Un 'altro' rispetto alla madre.
Abbiamo già superato gran parte delle argomentazioni abortiste che qualificano il nuovo essere umano come «un grumo di cellule». Ostellino dice che non è la scienza in grado di definire la persona o la cosa. Ma la scienza fornisce i presupposti perché l’uomo possa dare un nome a ciò che vede. Diversità di opinioni? Ma il principio di precauzione, continuamente utilizzato in materia ecologica, non vale quando si tratta di decidere della vita o della morte di un possibile «individuo vivente appartenente alla specie umana»? Ma la libertà finisce dove inizia la vita di un altro. Chi potrebbe considerare libertà l’uccisione di uno già nato? E allora? Quella dell’aborto come può essere solo questione morale? Il senso nobile della laicità non è forse quello di assicurare la convivenza costruttiva di tutti? Eppure, nonostante l’evidente cogenza di queste domande che portano a negare la possibilità di concepire l’aborto come espressione di un inesistente diritto di autodeterminazione della donna (così Zagrebelsky su La Repubblica del 28 gennaio), io avverto difficoltà a trarne come conseguenza la punizione della donna. La gravidanza è il solo tempo in cui un essere umano vive all’interno di un altro essere umano. È comprensibile che la sua difesa debba svolgersi in modi diversi da quelli usati per proteggere i già nati. Essa passa essenzialmente attraverso la mente e il cuore della madre.

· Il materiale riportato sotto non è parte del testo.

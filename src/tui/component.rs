use ratatui::Frame;
use ratatui::layout::Rect;

/// A reusable UI component.
///
/// Components follow the React pattern:
/// - They receive data via props (struct fields).
/// - They may hold internal state.
/// - They render to a `Frame` within a given `Rect`.
///
/// `render` takes `&mut self` so components can keep presentation caches.
pub trait Component {
    /// Render the component into the given area.
    fn render(&mut self, frame: &mut Frame, area: Rect);
}

/// A component that handles terminal events.
pub trait EventHandler {
    /// The type of high-level event this component emits.
    type Event;

    /// Handle a low-level `TuiEvent` and optionally return a high-level event.
    fn handle_event(&mut self, event: &super::event::TuiEvent) -> Option<Self::Event>;
}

Ma questa mente e questo cuore non sono estranei alla società in cui la donna vive. Di fatto ella ha il potere di eliminare suo figlio, potere difficilmente controllabile, anche per ragioni tecniche, dalla società che, invece, può fare molto per restituire alla donna la vera libertà, quella di non abortire. Va aggiunto che una giovane madre in gravidanza suscita tenerezza. All’origine vi è il suo dono, non solo nel gesto sessuale, ma anche nel fatto stesso della gestazione, che è modello di ogni possibile solidarietà per gli oneri e i rischi che comporta.

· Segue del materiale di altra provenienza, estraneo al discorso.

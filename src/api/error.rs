use std::fmt;

/// Classification of a failed request.
///
/// Anything that cannot be classified is `Generic`.
#[derive(Debug, Clone, Copy, Default, PartialEq, Eq, Hash)]
pub enum ErrorKind {
    /// No response was obtained (connection refused, DNS, reset, unreadable stream).
    Network,
    /// The server answered with a non-success status below 500.
    Client,
    /// The server answered with a status of 500 or above.
    Server,
    #[default]
    Generic,
}

impl ErrorKind {
    /// Classifies a non-success HTTP status. The 500 threshold is the only input.
    pub fn from_status(status: u16) -> Self {
        if status >= 500 {
            ErrorKind::Server
        } else {
            ErrorKind::Client
        }
    }

    pub fn label(self) -> &'static str {
        match self {
            ErrorKind::Network => "network",
            ErrorKind::Client => "client",
            ErrorKind::Server => "server",
            ErrorKind::Generic => "generic",
        }
    }
}

impl fmt::Display for ErrorKind {
    fn fmt(&self, f: &mut fmt::Formatter<'_>) -> fmt::Result {
        f.write_str(self.label())
    }
}

/// A failed handler invocation, ready to be presented.
#[derive(Debug, Clone, PartialEq, Eq)]
pub struct ActionError {
    pub kind: ErrorKind,
    pub message: String,
}

impl ActionError {
    pub fn new(kind: ErrorKind, message: impl Into<String>) -> Self {
        Self {
            kind,
            message: message.into(),
        }
    }

    pub fn network(message: impl Into<String>) -> Self {
        Self::new(ErrorKind::Network, message)
    }

    pub fn generic(message: impl Into<String>) -> Self {
        Self::new(ErrorKind::Generic, message)
    }

    /// Builds the error for a non-success status, picking the message by the
    /// same threshold that picks the kind.
    pub fn from_status(status: u16, messages: &StatusMessages) -> Self {
        let kind = ErrorKind::from_status(status);
        let detail = match kind {
            ErrorKind::Server => messages.server,
            _ => messages.client,
        };
        Self::new(kind, format!("Error {status}: {detail}"))
    }
}

impl fmt::Display for ActionError {
    fn fmt(&self, f: &mut fmt::Formatter<'_>) -> fmt::Result {
        write!(f, "{} error: {}", self.kind, self.message)
    }
}

impl std::error::Error for ActionError {}

/// Per-handler wording for status failures and for failures with no status.
#[derive(Debug, Clone, Copy)]
pub struct StatusMessages {
    pub server: &'static str,
    pub client: &'static str,
    pub transport: &'static str,
}

#[cfg(test)]
mod tests {
    use super::*;

    const MESSAGES: StatusMessages = StatusMessages {
        server: "Server error.",
        client: "Client error.",
        transport: "Unexpected error occurred.",
    };

    #[test]
    fn test_classification_is_threshold_500() {
        for status in [500, 501, 503, 599, 600] {
            assert_eq!(ErrorKind::from_status(status), ErrorKind::Server, "{status}");
        }
        for status in [100, 204, 301, 400, 404, 418, 429, 499] {
            assert_eq!(ErrorKind::from_status(status), ErrorKind::Client, "{status}");
        }
    }

    #[test]
    fn test_from_status_message_follows_kind() {
        let err = ActionError::from_status(404, &MESSAGES);
        assert_eq!(err.kind, ErrorKind::Client);
        assert_eq!(err.message, "Error 404: Client error.");

        let err = ActionError::from_status(503, &MESSAGES);
        assert_eq!(err.kind, ErrorKind::Server);
        assert_eq!(err.message, "Error 503: Server error.");
    }

    #[test]
    fn test_default_kind_is_generic() {
        assert_eq!(ErrorKind::default(), ErrorKind::Generic);
    }

    #[test]
    fn test_display_includes_kind() {
        let err = ActionError::network("offline");
        assert_eq!(err.to_string(), "network error: offline");
    }
}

In questo la donna cammina davanti e indica la strada a tutta l’umanità.
C’è qualcosa che può far pensare al suo potere di vita o di morte sul figlio, non come diritto di libertà, ma come scommessa sul suo innato coraggio di accoglienza, che è potentemente mortificato dalla solitudine («è affar tuo, veditela tu») e, invece, è esaltato dall’affetto, dalle parole, dalla condivisione orientata verso la vita che sente intorno a sé. Il ragionamento può continuare ponendosi la domanda: c’è un modo nuovo, alto, efficace, umano e razionale per conciliare il limpido riconoscimento del diritto alla vita del figlio con la rinuncia alla sanzione contro la madre che abortisce? Credo di sì. Ma non è questa la linea della legge 194, preoccupata essenzialmente soltanto, al di là di qualche parola equivoca, di garantire l’aborto, non di difendere il diritto alla vita, insieme e non contro alla madre.